**RECORDS PROVIDED:**
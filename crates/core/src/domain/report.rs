use rust_decimal::prelude::ToPrimitive;
use rust_decimal::Decimal;
use serde::de::Error as DeError;
use serde::{Deserialize, Deserializer, Serialize, Serializer};

use crate::domain::warehouse::WarehouseResult;

/// Literal sentinel emitted when the batch carries no cost data at all.
pub const NOT_AVAILABLE: &str = "Not available";

/// Average cost over a record set: a number, or the explicit sentinel when
/// total cost is zero. Kept as a tagged union so no caller mistakes "unknown"
/// for a free shipment.
#[derive(Clone, Debug, PartialEq)]
pub enum AverageCost {
    Amount(Decimal),
    Unavailable,
}

impl AverageCost {
    pub fn as_amount(&self) -> Option<Decimal> {
        match self {
            Self::Amount(value) => Some(*value),
            Self::Unavailable => None,
        }
    }
}

impl Serialize for AverageCost {
    fn serialize<S: Serializer>(&self, serializer: S) -> Result<S::Ok, S::Error> {
        match self {
            Self::Amount(value) => rust_decimal::serde::float::serialize(value, serializer),
            Self::Unavailable => serializer.serialize_str(NOT_AVAILABLE),
        }
    }
}

impl<'de> Deserialize<'de> for AverageCost {
    fn deserialize<D: Deserializer<'de>>(deserializer: D) -> Result<Self, D::Error> {
        #[derive(Deserialize)]
        #[serde(untagged)]
        enum Raw {
            Number(f64),
            Text(String),
        }

        match Raw::deserialize(deserializer)? {
            Raw::Number(value) => Decimal::try_from(value)
                .map(AverageCost::Amount)
                .map_err(|_| D::Error::custom(format!("average cost out of range: {value}"))),
            Raw::Text(text) if text == NOT_AVAILABLE => Ok(AverageCost::Unavailable),
            Raw::Text(text) => {
                Err(D::Error::custom(format!("expected a number or `{NOT_AVAILABLE}`, got `{text}`")))
            }
        }
    }
}

#[derive(Clone, Debug, PartialEq, Serialize, Deserialize)]
#[serde(rename_all = "camelCase")]
pub struct StateSummary {
    pub name: String,
    pub code: String,
    pub volume: u64,
    pub percentage: u32,
    #[serde(with = "rust_decimal::serde::float_option")]
    pub avg_cost: Option<Decimal>,
}

#[derive(Clone, Debug, PartialEq, Eq, Serialize, Deserialize)]
pub struct MethodSummary {
    pub method: String,
    pub count: u64,
    pub percentage: u32,
}

#[derive(Clone, Debug, PartialEq, Eq, Serialize, Deserialize)]
pub struct WeightBucket {
    pub label: String,
    pub count: u64,
}

#[derive(Clone, Debug, PartialEq, Eq, Serialize, Deserialize)]
pub struct ZoneShare {
    pub zone: u8,
    pub count: u64,
    pub percentage: String,
}

#[derive(Clone, Debug, PartialEq, Eq, Serialize, Deserialize)]
pub struct SplitShare {
    pub count: u64,
    pub percentage: String,
}

#[derive(Clone, Debug, PartialEq, Eq, Serialize, Deserialize)]
pub struct DomesticSplit {
    pub domestic: SplitShare,
    pub international: SplitShare,
}

#[derive(Clone, Debug, PartialEq, Eq, Serialize, Deserialize)]
pub struct DateRange {
    pub start: String,
    pub end: String,
}

/// The immutable analytics snapshot for one batch of shipment records.
/// Serialized with camelCase names: this is the interchange contract the
/// dashboard and PDF collaborators read.
#[derive(Clone, Debug, PartialEq, Serialize, Deserialize)]
#[serde(rename_all = "camelCase")]
pub struct Report {
    pub total_shipments: u64,
    pub total_weight: f64,
    #[serde(with = "rust_decimal::serde::float")]
    pub total_cost: Decimal,
    pub avg_weight: f64,
    pub avg_cost: AverageCost,
    pub analysis_months: u32,
    pub date_range: DateRange,
    pub domestic_vs_international: DomesticSplit,
    pub states: Vec<StateSummary>,
    pub warehouse_comparison: Vec<WarehouseResult>,
    pub shipping_methods: Vec<MethodSummary>,
    pub weight_distribution: Vec<WeightBucket>,
    pub zone_distribution: Vec<ZoneShare>,
}

impl Report {
    /// The single pre-ranked catalog entry flagged as the actionable
    /// suggestion. Located by linear search; the assembler does not index it.
    pub fn recommended_warehouse(&self) -> Option<&WarehouseResult> {
        self.warehouse_comparison.iter().find(|result| result.option.recommended)
    }
}

/// Format a ratio as a percentage string with one decimal place.
pub(crate) fn percent_string(part: f64, whole: f64) -> String {
    if whole == 0.0 {
        return "0.0".to_string();
    }
    format!("{:.1}", part / whole * 100.0)
}

/// Round a decimal to `dp` places, halves away from zero.
pub(crate) fn round_money(value: Decimal, dp: u32) -> Decimal {
    value.round_dp_with_strategy(dp, rust_decimal::RoundingStrategy::MidpointAwayFromZero)
}

/// Round a float to two decimal places, halves away from zero.
pub(crate) fn round2(value: f64) -> f64 {
    (value * 100.0).round() / 100.0
}

/// Format a decimal with exactly one fractional digit.
pub(crate) fn one_decimal_string(value: Decimal) -> String {
    format!("{:.1}", value.to_f64().unwrap_or(0.0))
}

#[cfg(test)]
mod tests {
    use rust_decimal::Decimal;

    use super::{percent_string, round_money, AverageCost, NOT_AVAILABLE};

    #[test]
    fn average_cost_serializes_as_number_or_sentinel() {
        let amount = serde_json::to_value(AverageCost::Amount(Decimal::new(1550, 2)))
            .expect("serialize amount");
        assert_eq!(amount, serde_json::json!(15.5));

        let unavailable =
            serde_json::to_value(AverageCost::Unavailable).expect("serialize sentinel");
        assert_eq!(unavailable, serde_json::json!(NOT_AVAILABLE));
    }

    #[test]
    fn average_cost_round_trips_both_variants() {
        let amount: AverageCost = serde_json::from_value(serde_json::json!(15.5)).expect("number");
        assert_eq!(amount, AverageCost::Amount(Decimal::try_from(15.5).expect("decimal")));

        let unavailable: AverageCost =
            serde_json::from_value(serde_json::json!(NOT_AVAILABLE)).expect("sentinel");
        assert_eq!(unavailable, AverageCost::Unavailable);
    }

    #[test]
    fn average_cost_rejects_other_strings() {
        let result: Result<AverageCost, _> = serde_json::from_value(serde_json::json!("free"));
        assert!(result.is_err());
    }

    #[test]
    fn money_rounds_half_away_from_zero() {
        assert_eq!(round_money(Decimal::new(125, 2), 1), Decimal::new(13, 1));
        assert_eq!(round_money(Decimal::new(145, 1), 0), Decimal::from(15));
    }

    #[test]
    fn percent_string_keeps_one_decimal() {
        assert_eq!(percent_string(1.0, 3.0), "33.3");
        assert_eq!(percent_string(2.0, 4.0), "50.0");
        assert_eq!(percent_string(0.0, 0.0), "0.0");
    }
}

**ACTIVITY:**
Search the records for the word "MethodSummary". Copy every line that has it.

**EXPECTED ANSWER:**
pub struct MethodSummary {
    pub shipping_methods: Vec<MethodSummary>,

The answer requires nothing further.